Co łączy oba kluby? Na pewno niejasna sprawa ze szkoleniowcami. W Zabrzu ten precedens trwa już od dłuższego czasu. Robert Warzycha nie ma odpowiednich uprawnień, dlatego pierwszym trenerem teoretycznie jest Józef Dankowski. My także uznajemy go za głównego opiekuna Górnika w naszych zapowiedziach, choć jasne jest, że „za wszystkie sznurki” pociąga Robert Warzycha. Do podobnej sytuacji powinni się też przyzwyczaić kibice w Szczecinie. Kilkanaście dni temu został zwolniony Dariusz Wdowczyk, na którego miejsce zatrudniono Jana Kociana. Co ciekawe PZPN ustanowił przepis według którego dany szkoleniowiec nie może prowadzić dwóch drużyn w okresie jednej rundy. W Polsce - po reformie rozgrywek - tak naprawdę zaraz rozpocznie się ... runda wiosenna (przecież już teraz mamy 14. kolejkę - przyp. red.), dlatego wtedy słowacki trener ... będzie już mógł być pierwszym opiekunem Pogoni. A tak „w papierach” w tej roli figuruje jeszcze Maciej Stolarczyk. Co do samego spotkania to uważamy, że padną w nim minimum 3 gole. Zabrzanie w swoim ostatnim „domowym” spotkaniu przegrali z Wisłą Kraków aż 0-5. Na pewno warto podkreślić, że w tej potyczce podopieczni Józefa Dankowskiego zagrali ofensywnie, co też miało wpływ na ilość goli. Tymczasem „Portowcy” także zazwyczaj preferują atrakcyjny dla oka styl gry, a na dodatek zawodnicy tego klubu będą się chcieli pokazać nowemu szkoleniowcowi. „Efekt nowej miotły” i wszystko jasne. Jesteśmy zatem zdania, że jedni i drudzy stworzą naprawdę niezłe widowisko, które rozpocznie niedzielę wypełnioną bogatą dawką emocji sportowych.

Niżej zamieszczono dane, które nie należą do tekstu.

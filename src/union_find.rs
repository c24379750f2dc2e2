//! The recomputing baseline: a plain buffer of the window's edges, turned into a fresh union-find
//! on every query. Slow, but obviously correct, so the other engines are checked against it.

use std::collections::{HashMap, VecDeque};

use crate::connectivity::WindowConnectivity;
use crate::edge::{Edge, Timestamp, Vertex};
use crate::memory::Footprint;

/// Weighted quick-union with path compression over sparse vertex ids.
#[derive(Debug, Clone, Default)]
pub struct UnionFind {
    /// Roots map to themselves.
    parent: HashMap<Vertex, Vertex>,
    /// Only meaningful for roots.
    size: HashMap<Vertex, usize>,
    /// Number of components.
    count: usize,
}

impl UnionFind {
    pub fn new() -> Self {
        Self::default()
    }

    /// Starts with every given vertex in its own component.
    pub fn with_vertices(vertices: impl IntoIterator<Item = Vertex>) -> Self {
        let mut uf = Self::new();
        for v in vertices {
            uf.add_vertex(v);
        }
        uf
    }

    fn add_vertex(&mut self, v: Vertex) {
        if !self.parent.contains_key(&v) {
            self.parent.insert(v, v);
            self.size.insert(v, 1);
            self.count += 1;
        }
    }

    /// Are source and target in the same component? Unknown vertices are not added.
    pub fn connected(&mut self, source: Vertex, target: Vertex) -> bool {
        if !self.parent.contains_key(&source) || !self.parent.contains_key(&target) {
            return false;
        }
        self.find(source) == self.find(target)
    }

    /// Merges the components of source and target, adding them first if needed. Returns whether
    /// anything changed.
    pub fn union(&mut self, source: Vertex, target: Vertex) -> bool {
        self.add_vertex(source);
        self.add_vertex(target);
        let (rs, rt) = (self.find(source), self.find(target));
        if rs == rt {
            return false;
        }
        let (ss, st) = (self.size[&rs], self.size[&rt]);
        let (child, root) = if ss < st { (rs, rt) } else { (rt, rs) };
        self.parent.insert(child, root);
        self.size.insert(root, ss + st);
        self.count -= 1;
        true
    }

    /// Root of the component of a known vertex, compressing the path to it.
    fn find(&mut self, v: Vertex) -> Vertex {
        let mut root = v;
        while self.parent[&root] != root {
            root = self.parent[&root];
        }
        let mut u = v;
        while u != root {
            let next = self.parent[&u];
            self.parent.insert(u, root);
            u = next;
        }
        root
    }

    /// Number of components.
    pub fn count(&self) -> usize {
        self.count
    }

    /// Number of vertices.
    pub fn len(&self) -> usize {
        self.parent.len()
    }

    pub fn is_empty(&self) -> bool {
        self.parent.is_empty()
    }
}

/// Keeps the window as a FIFO buffer and answers queries by recomputing components from scratch.
#[derive(Debug, Default)]
pub struct RecomputingConnectivity {
    window: VecDeque<Edge>,
    /// Built by the last query.
    components: UnionFind,
}

impl RecomputingConnectivity {
    pub fn new() -> Self {
        Self::default()
    }

    fn rebuild(&mut self) -> &mut UnionFind {
        let mut uf = UnionFind::new();
        for e in self.window.iter().filter(|e| !e.is_loop()) {
            uf.union(e.source, e.target);
        }
        self.components = uf;
        &mut self.components
    }
}

impl WindowConnectivity for RecomputingConnectivity {
    fn insert(&mut self, edge: Edge) {
        self.window.push_back(edge);
    }

    fn evict(&mut self, less_than: Timestamp) {
        while self
            .window
            .front()
            .is_some_and(|e| e.timestamp < less_than)
        {
            self.window.pop_front();
        }
    }

    fn query(&mut self, source: Vertex, target: Vertex) -> bool {
        self.rebuild().connected(source, target)
    }

    fn query_batch(&mut self, queries: &[(Vertex, Vertex)], outputs: &mut [Vec<bool>]) {
        let uf = self.rebuild();
        for (&(u, v), out) in queries.iter().zip(outputs.iter_mut()) {
            out.push(uf.connected(u, v));
        }
    }

    fn footprint(&self) -> Footprint {
        Footprint {
            vertices: self.components.len(),
            map_entries: self.components.len(),
            buffered_edges: self.window.len(),
            ..Default::default()
        }
    }
}

#[cfg(test)]
mod tests {
    use super::*;

    #[test]
    fn union_by_size_counts_components() {
        let mut uf = UnionFind::with_vertices([1, 2, 3, 4]);
        assert_eq!(uf.count(), 4);
        assert!(uf.union(1, 2));
        assert!(uf.union(3, 4));
        assert!(!uf.union(2, 1));
        assert_eq!(uf.count(), 2);
        assert!(uf.union(1, 4));
        assert_eq!(uf.count(), 1);
        assert!(uf.connected(2, 3));
    }

    #[test]
    fn connected_does_not_register_vertices() {
        let mut uf = UnionFind::new();
        assert!(!uf.connected(1, 1));
        assert!(uf.is_empty());
        uf.union(1, 2);
        assert!(uf.connected(1, 1));
        assert!(!uf.connected(1, 3));
        assert_eq!(uf.len(), 2);
    }

    #[test]
    fn path_unions_stay_flat() {
        let mut uf = UnionFind::new();
        for v in 0..100 {
            uf.union(v, v + 1);
        }
        assert!(uf.connected(0, 100));
        // Every new singleton hangs directly below the bigger root.
        assert_eq!(uf.find(57), 0);
        assert!((0..=100).all(|v| uf.parent[&v] == 0));
    }

    #[test]
    fn window_buffer_evicts_in_order() {
        let mut c = RecomputingConnectivity::new();
        c.insert(Edge::new(1, 2, 0));
        c.insert(Edge::new(2, 3, 1));
        c.insert(Edge::new(3, 3, 2));
        assert!(c.query(1, 3));
        assert!(c.query(3, 3));
        c.evict(1);
        assert!(!c.query(1, 3));
        assert!(c.query(2, 3));
        c.evict(2);
        assert!(!c.query(3, 3));
        assert_eq!(c.footprint().buffered_edges, 1);
    }
}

Zawodnicy Górnika Zabrze w ramach 13. kolejki rywalizowali w roli „gościa” z GKS-em Bełchatów. Spotkanie niestety było bardzo słabym widowiskiem, a kibice nie obejrzeli zbyt wielu dogodnych sytuacji bramkowych. W pierwszej połowie nie zobaczyliśmy ani jednego gola i sporo wskazywało na to, że ta potyczka zakończy się bezbramkowym remisem. Po zmianie stron o jedyne trafienie w tej konfrontacji pokusił się Andreja Prokić i finalnie podopieczni Józefa Dankowskiego przegrali 0-1. Po tym spotkaniu zawodnicy z Górnego Śląska zajmują 7. miejsce w ligowej tabeli polskiej T-Mobile Ekstraklasy. We wszystkich dotychczas zaplanowanych i rozegranych spotkaniach podopieczni Józefa Dankowskiego zgromadzili na swoim „liczniku” 21 punktów (6 wygranych, 3 remisy i 4 porażki). Obecny bilans bramkowy ekipy ze stadionu przy ulicy Roosvelta to 20 goli zdobytych i 15 straconych (7 overów i 6 underów). W meczach „domowych” ekipa z Górnego Śląska sprawdzała się w tym sezonie 7-krotnie. Jak na razie piłkarze z Zabrza zanotowali 3 wygrane, 2 podziały „oczek” i dwie porażki (bramki: 11 goli zdobytych i 10 straconych). Przełożyło się to na łącznie 4 overy i 3 undery. W 5. ostatnich spotkaniach „domowych” zawodnicy z Górnego Śląska zdobyli dokładnie 7 „oczek” (0-5 z Wisłą Kraków, 2-2 z Lechią Gdańsk, 1-2 z Piastem Gliwice, 2-0 z Górnikiem Łęczna, oraz 3-0 z Jagiellonią Białystok). Za overem przemawia też absencja Radosława Sobolewskiego (świetny w defensywie pomimo upływających lat), który musi pauzować za nadmiar żółtych kartoników.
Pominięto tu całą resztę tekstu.